To do that, Hamilton recommends taking into consideration what you need to succeed, and how a particular role or company may be able to support those goals.
“How are we articulating what we want in these environments instead of just stepping away from the table?” she asks. “It’s really important to be a part of the reimagining of the modern workforce.”
Loneliness is even worse for women of color
Not only is it lonely at the top, but it’s less diverse, too. The Lean In report found that only one in four people in the C-suite is a woman and only one in 20 is a woman of color. Meanwhile, TheLi.st study saw that feeling of loneliness is especially exacerbated for Black women and women of color, whose isolation is compounded by a lack of respect. Only one in five women of color strongly agree that they feel respected at work, compared to over a third of white women.
“We’re still only about one to two generations in where women have been allowed to work, let alone where they’re getting to the C-suite,” says Bea Arthur, therapist and founder of The Difference, an on-demand therapy service. “I can tell you from my own experience as an entrepreneur and working with high performers in general that if you see a woman or a person of color at the top, you know they’ve been through some shit to get there and to stay there.”
And it’s not necessarily any easier even when you’re your own boss, as Arthur can attest, recalling a time when she was the first and only Black woman and one of eight female founders at Y Combinator, a startup accelerator company, back in 2015. To help navigate her experience of often being the “first, only and different” as showrunner Shonda Rhimes once described it, Arthur leaned on the help of a coach.
“My coach reminded me that respect comes from the Latin word respicere, which means to ‘look back at, or regard,’” she says. “And that’s the thing.
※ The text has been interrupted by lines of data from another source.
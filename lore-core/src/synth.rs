//! Content synthesis from accumulated statistics.
//!
//! `generate` is a pure function of the accumulator and the prompt: no
//! randomness, no mutation, byte-identical output for identical inputs.
//! The flavored variants layer fixed adjective/phrase lists on top and take
//! their randomness as an injected `Rng` so tests can pin the choice.

use crate::brain::Brain;
use crate::tokenize::tokenize;
use indexmap::IndexMap;
use rand::Rng;
use serde::{Deserialize, Serialize};
use websearch::SearchHit;

/// Fixed suffix appended to every synthesized title.
const TITLE_SUFFIX: &str = "Exploration";

/// Maximum successor tokens listed per prompt token.
const MAX_RELATED: usize = 3;

/// Adjective pool for flavored titles.
const ADJECTIVES: &[&str] = &[
    "Captivating",
    "Enthralling",
    "Exciting",
    "Fascinating",
    "Immersive",
];

/// Opening phrase pool for flavored descriptions.
const PHRASES: &[&str] = &[
    "Embark on a journey to discover hidden gems.",
    "Unveil the stories behind the scenes.",
    "Dive deep into an unforgettable adventure.",
    "Explore like never before.",
    "Unlock the secrets waiting to be found.",
];

/// A synthesized title/description pair. Immutable once returned.
#[derive(Debug, Clone, PartialEq, Eq, Serialize, Deserialize)]
pub struct GeneratedContent {
    pub title: String,
    pub description: String,
}

/// Synthesize content for a prompt from the accumulator's current tables.
///
/// Does not mutate the accumulator: digesting generated content back into
/// the knowledge tables is a separate, explicit operation.
pub fn generate(brain: &Brain, prompt: &str) -> GeneratedContent {
    let words = tokenize(prompt);
    GeneratedContent {
        title: generate_title(brain, &words),
        description: generate_description(brain, &words),
    }
}

fn generate_title(brain: &Brain, words: &[String]) -> String {
    let mut parts = Vec::new();

    if !words.is_empty() {
        parts.push(title_case(words));
    }
    if let Some(pattern) = top_pattern(brain) {
        parts.push(format!("({pattern})"));
    }
    parts.push(TITLE_SUFFIX.to_string());

    parts.join(" ")
}

fn generate_description(brain: &Brain, words: &[String]) -> String {
    let mut description = format!("A comprehensive exploration of {}.", words.join(" "));

    for word in words {
        let Some(edges) = brain.relationships.get(word) else {
            continue;
        };
        let related = top_successors(edges, MAX_RELATED);
        if !related.is_empty() {
            description.push_str(&format!(
                " Closely connected concepts include: {}.",
                related.join(", ")
            ));
        }
    }

    description
}

/// The single highest-count pattern. Strictly-greater comparison keeps the
/// first-inserted pattern on ties.
fn top_pattern(brain: &Brain) -> Option<&str> {
    let mut top: Option<(&str, u64)> = None;
    for (pattern, &count) in &brain.generation_rules {
        if top.is_none_or(|(_, best)| count > best) {
            top = Some((pattern, count));
        }
    }
    top.map(|(pattern, _)| pattern)
}

/// Successor tokens ranked by weight descending. The sort is stable, so
/// equal weights keep their insertion order.
fn top_successors(edges: &IndexMap<String, u64>, limit: usize) -> Vec<&str> {
    let mut ranked: Vec<(&str, u64)> = edges.iter().map(|(w, &c)| (w.as_str(), c)).collect();
    ranked.sort_by(|a, b| b.1.cmp(&a.1));
    ranked.into_iter().take(limit).map(|(word, _)| word).collect()
}

fn title_case(words: &[String]) -> String {
    words
        .iter()
        .map(|word| capitalize(word))
        .collect::<Vec<_>>()
        .join(" ")
}

fn capitalize(word: &str) -> String {
    let mut chars = word.chars();
    match chars.next() {
        Some(first) => first.to_uppercase().chain(chars).collect(),
        None => String::new(),
    }
}

fn is_hunt(words: &[String]) -> bool {
    words.iter().any(|w| w == "treasure" || w == "hunt")
}

/// Flavored title with a random adjective.
pub fn flavored_title(prompt: &str, location: Option<&str>) -> String {
    flavored_title_with_rng(prompt, location, &mut rand::thread_rng())
}

/// Flavored title using the provided rng for the adjective choice.
pub fn flavored_title_with_rng<R: Rng>(
    prompt: &str,
    location: Option<&str>,
    rng: &mut R,
) -> String {
    let words = tokenize(prompt);
    let adjective = ADJECTIVES[rng.gen_range(0..ADJECTIVES.len())];
    let formatted = title_case(&words);

    if is_hunt(&words) {
        let mut title = format!("{adjective} Treasure Hunt: {formatted}");
        if let Some(place) = location {
            title.push_str(&format!(" in {place}"));
        }
        title
    } else {
        let mut title = format!("{adjective} Audio Guide: {formatted}");
        if let Some(place) = location {
            title.push_str(&format!(" of {place}"));
        }
        title
    }
}

/// Flavored description with a random opening phrase.
pub fn flavored_description(prompt: &str, location: Option<&str>) -> String {
    flavored_description_with_rng(prompt, location, &mut rand::thread_rng())
}

/// Flavored description using the provided rng for the phrase choice.
pub fn flavored_description_with_rng<R: Rng>(
    prompt: &str,
    location: Option<&str>,
    rng: &mut R,
) -> String {
    let words = tokenize(prompt);
    let phrase = PHRASES[rng.gen_range(0..PHRASES.len())];

    if is_hunt(&words) {
        let mut description = format!("Get ready for an adventurous treasure hunt! {phrase}");
        if let Some(place) = location {
            description.push_str(&format!(" This experience awaits you in {place}."));
        }
        description.push_str(" Follow the clues, solve the puzzles, and claim your reward!");
        description
    } else {
        let mut description = format!(
            "Discover the rich history and culture through this immersive audio guide. {phrase}"
        );
        if let Some(place) = location {
            description.push_str(&format!(" Explore the wonders of {place}."));
        }
        description.push_str(" Let the narration lead you through a captivating experience.");
        description
    }
}

/// Append an enrichment sentence built from web search hits.
///
/// Hits are optional input: an empty slice (or hits with empty snippets)
/// returns the description unchanged.
pub fn with_search_hits(description: &str, hits: &[SearchHit]) -> String {
    let snippets: Vec<&str> = hits
        .iter()
        .map(|hit| hit.snippet.as_str())
        .filter(|snippet| !snippet.is_empty())
        .collect();

    if snippets.is_empty() {
        return description.to_string();
    }

    format!("{description} Explore further: {}", snippets.join(" "))
}

#[cfg(test)]
mod tests {
    use super::*;
    use rand::rngs::StdRng;
    use rand::SeedableRng;

    #[test]
    fn test_generate_from_single_digestion() {
        let mut brain = Brain::new();
        brain.digest("ancient ruins");

        let content = generate(&brain, "ancient");

        assert!(content.title.starts_with("Ancient Exploration"));
        assert_eq!(
            content.description,
            "A comprehensive exploration of ancient. \
             Closely connected concepts include: ruins."
        );
    }

    #[test]
    fn test_generate_is_deterministic() {
        let mut brain = Brain::new();
        brain.digest("the deep blue sea holds the deep old wrecks");

        let first = generate(&brain, "blue whale");
        let second = generate(&brain, "blue whale");

        assert_eq!(first, second);
    }

    #[test]
    fn test_title_embeds_top_pattern() {
        let mut brain = Brain::new();
        brain.digest("over the hills and far away");
        brain.digest("over the hills we go");

        let content = generate(&brain, "winter walk");

        assert_eq!(content.title, "Winter Walk (over the hills) Exploration");
    }

    #[test]
    fn test_top_pattern_tie_keeps_first_inserted() {
        let mut brain = Brain::new();
        brain.digest("alpha beta gamma");
        brain.digest("delta epsilon zeta");

        // Both patterns have count 1; the first digested one wins.
        assert_eq!(top_pattern(&brain), Some("alpha beta gamma"));
    }

    #[test]
    fn test_successors_ranked_by_weight() {
        let mut brain = Brain::new();
        brain.digest("sea salt");
        brain.digest("sea breeze");
        brain.digest("sea breeze");
        brain.digest("sea shells");
        brain.digest("sea glass");

        let content = generate(&brain, "sea");

        // breeze (2) first, then salt/shells by insertion order; glass is
        // cut by the top-3 limit.
        assert!(content
            .description
            .contains("Closely connected concepts include: breeze, salt, shells."));
    }

    #[test]
    fn test_unknown_tokens_contribute_nothing() {
        let mut brain = Brain::new();
        brain.digest("ancient ruins");

        let content = generate(&brain, "modern city");

        assert_eq!(
            content.description,
            "A comprehensive exploration of modern city."
        );
    }

    #[test]
    fn test_empty_prompt_degrades_without_panic() {
        let brain = Brain::new();

        let content = generate(&brain, "   ");

        assert_eq!(content.title, "Exploration");
        assert_eq!(content.description, "A comprehensive exploration of .");
    }

    #[test]
    fn test_capitalize_handles_punctuation_tokens() {
        assert_eq!(capitalize("hello,"), "Hello,");
        assert_eq!(capitalize("1st"), "1st");
        assert_eq!(capitalize(""), "");
    }

    #[test]
    fn test_flavored_title_is_pinned_by_seed() {
        let mut rng = StdRng::seed_from_u64(7);
        let first = flavored_title_with_rng("city walk", None, &mut rng);

        let mut rng = StdRng::seed_from_u64(7);
        let second = flavored_title_with_rng("city walk", None, &mut rng);

        assert_eq!(first, second);
        assert!(first.contains("Audio Guide: City Walk"));
        assert!(ADJECTIVES.iter().any(|adj| first.starts_with(adj)));
    }

    #[test]
    fn test_flavored_title_treasure_branch() {
        let mut rng = StdRng::seed_from_u64(1);
        let title = flavored_title_with_rng("treasure trail", Some("Reykjavik"), &mut rng);

        assert!(title.contains("Treasure Hunt: Treasure Trail"));
        assert!(title.ends_with("in Reykjavik"));
    }

    #[test]
    fn test_flavored_description_branches() {
        let mut rng = StdRng::seed_from_u64(3);
        let hunt = flavored_description_with_rng("scavenger hunt", None, &mut rng);
        assert!(hunt.starts_with("Get ready for an adventurous treasure hunt!"));
        assert!(hunt.ends_with("claim your reward!"));

        let mut rng = StdRng::seed_from_u64(3);
        let guide = flavored_description_with_rng("old harbor", Some("Bergen"), &mut rng);
        assert!(guide.starts_with("Discover the rich history"));
        assert!(guide.contains("Explore the wonders of Bergen."));
        assert!(PHRASES.iter().any(|phrase| guide.contains(phrase)));
    }

    #[test]
    fn test_with_search_hits() {
        let hits = vec![
            crate::testing::hit("A", "a", "First snippet."),
            crate::testing::hit("B", "b", "Second snippet."),
        ];

        let enriched = with_search_hits("Base.", &hits);
        assert_eq!(enriched, "Base. Explore further: First snippet. Second snippet.");

        assert_eq!(with_search_hits("Base.", &[]), "Base.");
    }
}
It doesn’t matter how much I’ve done, they’ll never see me as valuable. The “not being seen” piece…that’s what loneliness is—feeling alone, feeling unsupported. It’s exactly what they say, being a brown person you have to work twice as hard to get half as far.”
How to combat loneliness in the workplace
In addition to coaching, Arthur has relied heavily on coworking spaces and community groups, such as TheLi.st, to help feel less alone.
“Being a member of a good coworking space that does programming, content and events where I could see other founders come and speak and meet other entrepreneurs has been such a game changer,” says Arthur. “Working from home has great flexibility, but every now and then it helps to be around other people.”
Hamilton suggests budgeting time and proactively reaching out to your friends and professional network to schedule lunch dates and coffee dates, whether they’re in-person or virtual. After all, friendships have been proven to improve our physical and mental health. But at the end of the day, it’s on companies and policies to provide better working conditions for women, especially those who are underrepresented in leadership positions.
“All the coaching we give women about how they can have better work-life balance, we have to cut that out. This is a systemic societal problem,” says Hamilton. “My advice is to be gentle with yourself and understand the challenge that’s in front of you. You don’t get the promotion because you work hard. You get the promotion, because somebody above you, who has the authority to amplify you, thinks you work hard.”